Bug 52379

Summary: rpm sticks which can prevent the system booting
Product: [Retired] Red Hat Public Beta Reporter: Michael Young <m.a.young>
Component: rpmAssignee: Jeff Johnson <jbj>
Status: CLOSED RAWHIDE QA Contact:
Severity: medium Docs Contact:
Priority: medium    
Version: roswell   
Target Milestone: ---   
Target Release: ---   
Hardware: i386   
OS: Linux   
Whiteboard:
Fixed In Version: Doc Type: Bug Fix
Doc Text:
Story Points: ---
Clone Of: Environment:
Last Closed: 2001-08-24 22:16:02 UTC Type: ---
Regression: --- Mount Type: ---
Documentation: --- CRM:
Verified Versions: Category: ---
oVirt Team: --- RHEL 7.3 requirements from Atomic Host:
Cloudforms Team: --- Target Upstream Version:
Embargoed:

Description Michael Young 2001-08-23 11:18:18 UTC
From Bugzilla Helper:
User-Agent: Mozilla/4.75 [en] (X11; U; SunOS 5.6 sun4u)

Description of problem:
I have had the rpm command stick on me a few times, usually after an
up2date or similar failed for some reason (you run rpm -q kernel for
example and it sits there until I get fed up of waiting). Having read some
other bug reports, I tried removing the __db files in /var/lib/rpm, which
fixes the problem. However I have discovered today that if rpm is sticking,
you can't boot the system (as rpm is called in /sbin/mkkerneldoth in the
startup scripts).
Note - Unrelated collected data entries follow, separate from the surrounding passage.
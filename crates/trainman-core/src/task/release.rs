//! Release-phase tasks: bump, build, tag, deploy, push.
//!
//! Any error returned here is a hard fault.

use std::sync::Arc;

use async_trait::async_trait;

use super::{Arguments, ExecutionResult, Task, TaskPhase};
use crate::collaborators::{DescriptorHandler, ProjectBuilder, VcsHandler};
use crate::error::Result;

pub struct UpdateDescriptorsTask {
    descriptor: Arc<dyn DescriptorHandler>,
}

impl UpdateDescriptorsTask {
    pub fn new(descriptor: Arc<dyn DescriptorHandler>) -> Self {
        Self { descriptor }
    }
}

#[async_trait]
impl Task for UpdateDescriptorsTask {
    fn name(&self) -> &'static str {
        "updatePoms"
    }

    fn short_name(&self) -> &'static str {
        "u"
    }

    fn header(&self) -> &'static str {
        "UPDATING VERSIONS"
    }

    fn description(&self) -> &'static str {
        "Update the project and its managed dependencies to the train versions"
    }

    fn phase(&self) -> TaskPhase {
        TaskPhase::Release
    }

    fn order(&self) -> i32 {
        1000
    }

    async fn run(&self, args: &Arguments) -> Result<ExecutionResult> {
        self.descriptor
            .update_dependency_versions(&args.project_checkout, &args.versions, &args.target, true)
            .await?;
        Ok(ExecutionResult::success())
    }
}

pub struct BuildTask {
    builder: Arc<dyn ProjectBuilder>,
}

impl BuildTask {
    pub fn new(builder: Arc<dyn ProjectBuilder>) -> Self {
        Self { builder }
    }
}

#[async_trait]
impl Task for BuildTask {
    fn name(&self) -> &'static str {
        "build"
    }

    fn short_name(&self) -> &'static str {
        "b"
    }

    fn header(&self) -> &'static str {
        "BUILD PROJECT"
    }

    fn description(&self) -> &'static str {
        "Build the project with the configured build command"
    }

    fn phase(&self) -> TaskPhase {
        TaskPhase::Release
    }

    fn order(&self) -> i32 {
        900
    }

    async fn run(&self, args: &Arguments) -> Result<ExecutionResult> {
        self.builder.build(&args.project_checkout, &args.target).await?;
        Ok(ExecutionResult::success())
    }
}

pub struct CommitTask {
    vcs: Arc<dyn VcsHandler>,
}

impl CommitTask {
    pub fn new(vcs: Arc<dyn VcsHandler>) -> Self {
        Self { vcs }
    }
}

#[async_trait]
impl Task for CommitTask {
    fn name(&self) -> &'static str {
        "commit"
    }

    fn short_name(&self) -> &'static str {
        "c"
    }

    fn header(&self) -> &'static str {
        "COMMITTING (ALL) AND PUSHING TAGS (NON-SNAPSHOTS)"
    }

    fn description(&self) -> &'static str {
        "Commit the version bump and tag non-snapshot releases"
    }

    fn phase(&self) -> TaskPhase {
        TaskPhase::Release
    }

    fn order(&self) -> i32 {
        800
    }

    async fn run(&self, args: &Arguments) -> Result<ExecutionResult> {
        self.vcs
            .commit_and_tag(&args.project_checkout, &args.target)
            .await?;
        Ok(ExecutionResult::success())
    }
}

pub struct DeployTask {
    builder: Arc<dyn ProjectBuilder>,
}

impl DeployTask {
    pub fn new(builder: Arc<dyn ProjectBuilder>) -> Self {
        Self { builder }
    }
}

#[async_trait]
impl Task for DeployTask {
    fn name(&self) -> &'static str {
        "deploy"
    }

    fn short_name(&self) -> &'static str {
        "d"
    }

    fn header(&self) -> &'static str {
        "ARTIFACT DEPLOYMENT"
    }

    fn description(&self) -> &'static str {
        "Deploy the built artifacts to the artifact repository"
    }

    fn phase(&self) -> TaskPhase {
        TaskPhase::Release
    }

    fn order(&self) -> i32 {
        700
    }

    async fn run(&self, args: &Arguments) -> Result<ExecutionResult> {
        self.builder.deploy(&args.project_checkout, &args.target).await?;
        Ok(ExecutionResult::success())
    }
}

pub struct PushTask {
    vcs: Arc<dyn VcsHandler>,
}

impl PushTask {
    pub fn new(vcs: Arc<dyn VcsHandler>) -> Self {
        Self { vcs }
    }
}

#[async_trait]
impl Task for PushTask {
    fn name(&self) -> &'static str {
        "push"
    }

    fn short_name(&self) -> &'static str {
        "p"
    }

    fn header(&self) -> &'static str {
        "PUSHING CHANGES"
    }

    fn description(&self) -> &'static str {
        "Push the release commit and tags to the remote"
    }

    fn phase(&self) -> TaskPhase {
        TaskPhase::Release
    }

    fn order(&self) -> i32 {
        600
    }

    async fn run(&self, args: &Arguments) -> Result<ExecutionResult> {
        self.vcs.push_current_branch(&args.project_checkout).await?;
        Ok(ExecutionResult::success())
    }
}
This is still true if you try to boot single user, or use
a boot disk.

How reproducible:
Didn't try

Steps to Reproduce:

Comment 1 Jeff Johnson 2001-08-23 15:51:40 UTC
Removing /var/lib/rpm/__db* files at rpm startup is
done as of rpm-4.0.3-0.88.

Comment 2 Michael Young 2001-08-23 17:08:01 UTC
But I have rpm-4.0.3-0.93 on my system!

Comment 3 Jeff Johnson 2001-08-23 17:16:28 UTC
Do you have /var/lib/rpm__db* files? They should always
be gone after the next successful execution. Yes,
they may be present if you ^C out of a command,
will be removed by next rpm command.

Otherwise I have no idea how to reproduce "sticks"

Comment 4 Michael Young 2001-08-23 17:41:57 UTC
I did have before I deleted them (__db.001 and __db.002 I think), and from what
I remember of the time stamps, they had survived several successful upgrades of
batches of packages while I was upgrading roswell to roswell2 (with up2date). I
did have a problem upgrading one package (Bug 52302) which could plausibly
correspond to what I remember the time stamps were, so I will try to see if this
recreates the problem tomorrow.

Comment 5 Michael Young 2001-08-24 08:34:50 UTC
It doesn't seem to be connected to my problems with up2date libao, however ^C
out of an rpm -qa does leave these two __db files and subsequent runs of rpm
don't delete them.

Comment 6 Glen Foster 2001-08-24 15:54:02 UTC
We (Red Hat) should try to fix this before next release.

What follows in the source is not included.